We have set up two clozapine clinics, one at an outpatient clinic and one at a day hospital. The pharmacist will be there one day a week.

Doctor, nurse and pharmacist work together. While nursing staff take physical measurements, such as weight, blood pressure, blood glucose and cholesterol, the doctor assesses the patient’s mental state and the pharmacist assesses and advises on medicines and their side effects. In some clinics pharmacists see patients alone after they have seen the doctor; in others doctor and pharmacist see the patient together.

Pharmacists are involved in lithium clinics and depot injection clinics at the hospital and in the community. We do not have any here at present, but they are run in other areas.

Another important role pharmacists have is providing information to patients on medication and how it treats their illness. This can be done by the establishment of a medication education group where patients can come together to talk about their drug therapy or by talking to patients on a one-to-one basis.

This can be challenging for the pharmacist, who will often face lengthy complaints about the side effects of drugs. But it is important for patients to have this forum as it helps them to understand their medicines better.
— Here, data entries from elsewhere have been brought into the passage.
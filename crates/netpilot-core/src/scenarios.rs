//! End-to-end runs of the state machine against recording collaborators and
//! a manual clock.

use std::collections::HashMap;
use std::net::{IpAddr, Ipv4Addr};
use std::sync::Arc;
use std::time::Duration;

use ipnet::IpNet;

use crate::broadcast::tests::RecordingBroadcasts;
use crate::broadcast::{Broadcast, Delivery};
use crate::clock::{Clock, ManualClock};
use crate::config::{CoreConfig, Variant};
use crate::connectivity::{Connectivity, Shared, Snapshot};
use crate::hsm::fmc::FmcStatus;
use crate::hsm::message::Message;
use crate::hsm::{StateId, StateMachine};
use crate::link::{LinkAddress, LinkProperties, RouteInfo};
use crate::netd::tests::{MockNetd, NetdCall};
use crate::settings::Settings;
use crate::tracker::tests::MockTracker;
use crate::tracker::{NetworkStateTracker, TrackerEvent};
use crate::types::NetworkType;

fn v4(a: u8, b: u8, c: u8, d: u8) -> IpAddr {
    IpAddr::V4(Ipv4Addr::new(a, b, c, d))
}

/// A link with one address, its subnet route, a default route through
/// `gateway` and one resolver.
fn link(iface: &str, address: IpAddr, gateway: IpAddr, dns: IpAddr) -> LinkProperties {
    let mut lp = LinkProperties::new(iface);
    lp.add_address(LinkAddress::new(address, 24));
    let subnet: IpNet = IpNet::new(address, 24).unwrap();
    lp.add_route(RouteInfo::new(subnet, None, None));
    lp.add_route(RouteInfo::default_via(gateway, None));
    lp.add_dns(dns);
    lp
}

fn wifi_link() -> LinkProperties {
    link("wlan0", v4(192, 168, 1, 20), v4(192, 168, 1, 1), v4(192, 168, 1, 1))
}

fn mobile_link() -> LinkProperties {
    link("rmnet0", v4(10, 64, 0, 7), v4(10, 64, 0, 1), v4(10, 64, 0, 53))
}

fn ethernet_link() -> LinkProperties {
    link("eth0", v4(172, 16, 0, 9), v4(172, 16, 0, 1), v4(172, 16, 0, 53))
}

struct Harness {
    machine: StateMachine,
    clock: Arc<ManualClock>,
    netd: MockNetd,
    broadcasts: RecordingBroadcasts,
    trackers: HashMap<NetworkType, MockTracker>,
}

impl Harness {
    fn new(config: CoreConfig, types: &[NetworkType]) -> Self {
        let netd = MockNetd::new();
        let broadcasts = RecordingBroadcasts::new();
        let clock = Arc::new(ManualClock::new());
        let trackers: HashMap<NetworkType, MockTracker> = types
            .iter()
            .map(|t| (*t, MockTracker::new(*t)))
            .collect();
        let settings = Settings::default();
        let shared = Arc::new(Shared::new(
            config,
            trackers
                .iter()
                .map(|(t, m)| (*t, Arc::new(m.clone()) as Arc<dyn NetworkStateTracker>))
                .collect(),
            Arc::new(netd.clone()),
            Arc::new(broadcasts.clone()),
            None,
            &settings,
        ));
        let ctx = Connectivity::new(shared, &settings);
        let machine = StateMachine::new(ctx, clock.clone() as Arc<dyn Clock>);
        Self {
            machine,
            clock,
            netd,
            broadcasts,
            trackers,
        }
    }

    fn tracker(&self, network_type: NetworkType) -> &MockTracker {
        &self.trackers[&network_type]
    }

    fn deliver(&mut self, event: TrackerEvent) {
        self.machine.post(Message::Tracker(event));
        self.machine.process_due();
    }

    fn send(&mut self, msg: Message) {
        self.machine.post(msg);
        self.machine.process_due();
    }

    fn connect(&mut self, network_type: NetworkType, lp: LinkProperties) {
        let event = self.tracker(network_type).connect(lp);
        self.deliver(event);
    }

    fn disconnect(&mut self, network_type: NetworkType) {
        let event = self.tracker(network_type).disconnect();
        self.deliver(event);
    }

    fn advance(&mut self, by: Duration) {
        self.clock.advance(by);
        self.machine.process_due();
    }

    fn snapshot(&self) -> Snapshot {
        self.machine.ctx().shared.snapshot()
    }

    fn default_route_metric(&self, iface: &str) -> Option<Option<u32>> {
        self.netd
            .main_routes_on(iface)
            .into_iter()
            .find(|r| r.route.is_default_route())
            .map(|r| r.metric)
    }
}

fn networks(entries: &[&str], radios: &[&str]) -> CoreConfig {
    CoreConfig {
        networks: entries.iter().map(|s| s.to_string()).collect(),
        radios: radios.iter().map(|s| s.to_string()).collect(),
        ..CoreConfig::default()
    }
}

fn wifi_mobile(variant: Variant) -> CoreConfig {
    CoreConfig {
        variant,
        ..networks(
            &["wifi,1,1,1,-1,true", "mobile,0,0,2,-1,true"],
            &["1,1", "0,1"],
        )
    }
}

const BOTH: [NetworkType; 2] = [NetworkType::WIFI, NetworkType::MOBILE];

#[test]
fn preferred_network_replaces_the_default() {
    let mut h = Harness::new(wifi_mobile(Variant::Single), &BOTH);
    h.connect(NetworkType::MOBILE, mobile_link());
    assert_eq!(h.snapshot().active_default, Some(NetworkType::MOBILE));
    assert!(h.default_route_metric("rmnet0").is_some());

    h.connect(NetworkType::WIFI, wifi_link());
    assert_eq!(h.snapshot().active_default, Some(NetworkType::WIFI));
    assert_eq!(h.tracker(NetworkType::MOBILE).teardown_calls(), 1);

    h.disconnect(NetworkType::MOBILE);
    assert_eq!(h.snapshot().active_default, Some(NetworkType::WIFI));
    assert!(h.netd.main_routes_on("rmnet0").is_empty());
    assert_eq!(h.netd.default_dns_interface(), Some("wlan0".to_string()));
}

#[test]
fn worse_newcomer_is_torn_down_and_never_routed() {
    let mut h = Harness::new(wifi_mobile(Variant::Single), &BOTH);
    h.connect(NetworkType::WIFI, wifi_link());
    h.connect(NetworkType::MOBILE, mobile_link());

    assert_eq!(h.snapshot().active_default, Some(NetworkType::WIFI));
    assert_eq!(h.tracker(NetworkType::MOBILE).teardown_calls(), 1);
    assert_eq!(h.tracker(NetworkType::WIFI).teardown_calls(), 0);
    assert!(h.netd.main_routes_on("rmnet0").is_empty());
}

#[test]
fn failed_teardown_keeps_the_current_default() {
    let mut h = Harness::new(wifi_mobile(Variant::Single), &BOTH);
    h.connect(NetworkType::MOBILE, mobile_link());
    h.tracker(NetworkType::MOBILE).set_teardown_result(false);

    h.connect(NetworkType::WIFI, wifi_link());

    assert_eq!(h.snapshot().active_default, Some(NetworkType::MOBILE));
    assert_eq!(h.tracker(NetworkType::MOBILE).teardown_calls(), 1);
    assert_eq!(h.tracker(NetworkType::WIFI).teardown_calls(), 1);
    assert!(h.netd.main_routes_on("wlan0").is_empty());
    assert!(h.default_route_metric("rmnet0").is_some());
}

#[test]
fn accepted_network_applies_its_tcp_buffer_sizes() {
    let mut h = Harness::new(wifi_mobile(Variant::Single), &BOTH);
    h.tracker(NetworkType::WIFI)
        .set_tcp_buffers("4096,87380,524288,4096,16384,262144");

    h.connect(NetworkType::WIFI, wifi_link());

    assert!(h.netd.calls().contains(&NetdCall::SetTcpBufferSizes(
        "4096,87380,524288,4096,16384,262144".to_string()
    )));
}

#[test]
fn failover_and_recovery_between_two_networks() {
    // Neither type is the preference, so priority alone decides.
    let config = networks(
        &["mobile,0,0,10,-1,true", "ethernet,9,9,5,-1,true"],
        &["0,1", "9,1"],
    );
    let mut h = Harness::new(config, &[NetworkType::MOBILE, NetworkType::ETHERNET]);

    h.connect(NetworkType::ETHERNET, ethernet_link());
    assert_eq!(h.snapshot().active_default, Some(NetworkType::ETHERNET));

    h.disconnect(NetworkType::ETHERNET);
    assert_eq!(h.snapshot().active_default, None);
    assert_eq!(h.tracker(NetworkType::MOBILE).reconnect_calls(), 1);
    assert!(h.machine.ctx().shared.wakelock.status().held);
    let lost = h.broadcasts.connectivity();
    let (change, delivery) = lost.last().unwrap();
    assert_eq!(*delivery, Delivery::Immediate);
    assert!(change.no_connectivity);
    assert!(h.netd.main_routes_on("eth0").is_empty());

    h.connect(NetworkType::MOBILE, mobile_link());
    assert_eq!(h.snapshot().active_default, Some(NetworkType::MOBILE));
    assert!(h
        .broadcasts
        .connectivity()
        .iter()
        .any(|(c, _)| c.info.network_type == NetworkType::MOBILE && c.is_failover));
    h.advance(Duration::from_secs(1));
    assert!(!h.machine.ctx().shared.wakelock.status().held);

    h.connect(NetworkType::ETHERNET, ethernet_link());
    assert_eq!(h.snapshot().active_default, Some(NetworkType::ETHERNET));
    assert_eq!(h.tracker(NetworkType::MOBILE).teardown_calls(), 1);
    h.disconnect(NetworkType::MOBILE);

    let snapshot = h.snapshot();
    assert_eq!(snapshot.active_default, Some(NetworkType::ETHERNET));
    assert!(h.netd.main_routes_on("rmnet0").is_empty());
    assert!(!h.netd.main_routes_on("eth0").is_empty());
    let eth_dns = vec![v4(172, 16, 0, 53)];
    assert_eq!(h.netd.dns_for("eth0"), eth_dns);
    assert_eq!(h.machine.ctx().shared.dns.snapshot().servers, eth_dns);
    assert_eq!(h.netd.default_dns_interface(), Some("eth0".to_string()));
}

#[test]
fn host_routes_are_released_with_their_network() {
    let mut h = Harness::new(wifi_mobile(Variant::Single), &BOTH);
    h.connect(NetworkType::WIFI, wifi_link());
    h.send(Message::RequestRouteToHost {
        network_type: NetworkType::WIFI,
        address: v4(10, 20, 30, 40),
        pid: 77,
        reply: None,
    });
    let host = RouteInfo::make_host_route(v4(10, 20, 30, 40), Some(v4(192, 168, 1, 1)), Some("wlan0"));
    assert!(h.netd.main_routes().iter().any(|r| r.route == host));
    assert!(h.machine.ctx().shared.features.live_pids().contains(&77));

    h.disconnect(NetworkType::WIFI);
    assert!(h.netd.main_routes_on("wlan0").is_empty());
    assert!(h.snapshot().installed_routes.is_empty());
}

#[test]
fn dead_requester_releases_its_host_routes() {
    let mut h = Harness::new(wifi_mobile(Variant::Single), &BOTH);
    h.connect(NetworkType::WIFI, wifi_link());
    for (pid, address) in [(77, v4(10, 20, 30, 40)), (78, v4(10, 20, 30, 41))] {
        h.send(Message::RequestRouteToHost {
            network_type: NetworkType::WIFI,
            address,
            pid,
            reply: None,
        });
    }
    let gone = RouteInfo::make_host_route(v4(10, 20, 30, 40), Some(v4(192, 168, 1, 1)), Some("wlan0"));
    let kept = RouteInfo::make_host_route(v4(10, 20, 30, 41), Some(v4(192, 168, 1, 1)), Some("wlan0"));

    h.send(Message::ProcessDied(77));

    let features = &h.machine.ctx().shared.features;
    assert_eq!(features.live_pids(), vec![78]);
    assert!(!h.netd.main_routes().iter().any(|r| r.route == gone));
    assert!(h.netd.main_routes().iter().any(|r| r.route == kept));
    assert!(h.default_route_metric("wlan0").is_some());
    assert_eq!(h.snapshot().active_default, Some(NetworkType::WIFI));
}

#[test]
fn route_request_needs_a_connected_network() {
    let mut h = Harness::new(wifi_mobile(Variant::Single), &BOTH);
    let (tx, mut rx) = tokio::sync::oneshot::channel();
    h.send(Message::RequestRouteToHost {
        network_type: NetworkType::MOBILE,
        address: v4(10, 20, 30, 40),
        pid: 77,
        reply: Some(tx),
    });
    assert_eq!(rx.try_recv().unwrap(), false);
    assert!(h.netd.calls().is_empty());
}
At Cardiff we have a dedicated medicine information room in the department. It has a number of computers with access to the trust’s intranet, and other online information sources, including Medline, Embase, Ovid, the British National Formulary, Micromedex and the UK Medicines Information website.

Psychiatric pharmacists are often involved in teaching nurses, medical students and pharmacists at undergraduate level, where we talk about the presentation of illness and pharmacological treatments, and at ward level and postgraduate level.

One of the most rewarding aspects of the job for me is my involvement in carer groups. Carers are often given little information when relatives or friends are admitted to an acute psychiatric unit. Information may not be available or they may be too distressed to absorb it.

But it is satisfying to talk to the parents of a young man who has just been given a diagnosis of schizophrenia and to explain what the drugs are for, how they work, what the side effects are likely to be and how to minimise them.

A good knowledge of psychopharmacology is essential to practise and teach psychiatric pharmacy. This is an area that seems not to be well catered for on undergraduate courses, but there are many postgraduate courses (see Panel below).

Resources

Postgraduate courses
• Aston University
• British Association of Psychopharmacology

Specialist organisations
• United Kingdom Psychiatric Pharmacy Group
• College of Mental Health Pharmacists

People are becoming more aware of mental health issues and it is receiving a much higher political profile. There is a good postgraduate academic structure to train specialist mental health pharmacists, leading to a certificate in psychiatric therapeutics, then a diploma in psychiatric pharmacy and membership of the College of Mental Health Pharmacist.

Supplementary prescribing and independent prescribing offer unprecedented opportunities for pharmacists. The doctor will recommend an antipsychotic and the pharmacist in consultation with the patient will decide which to prescribe.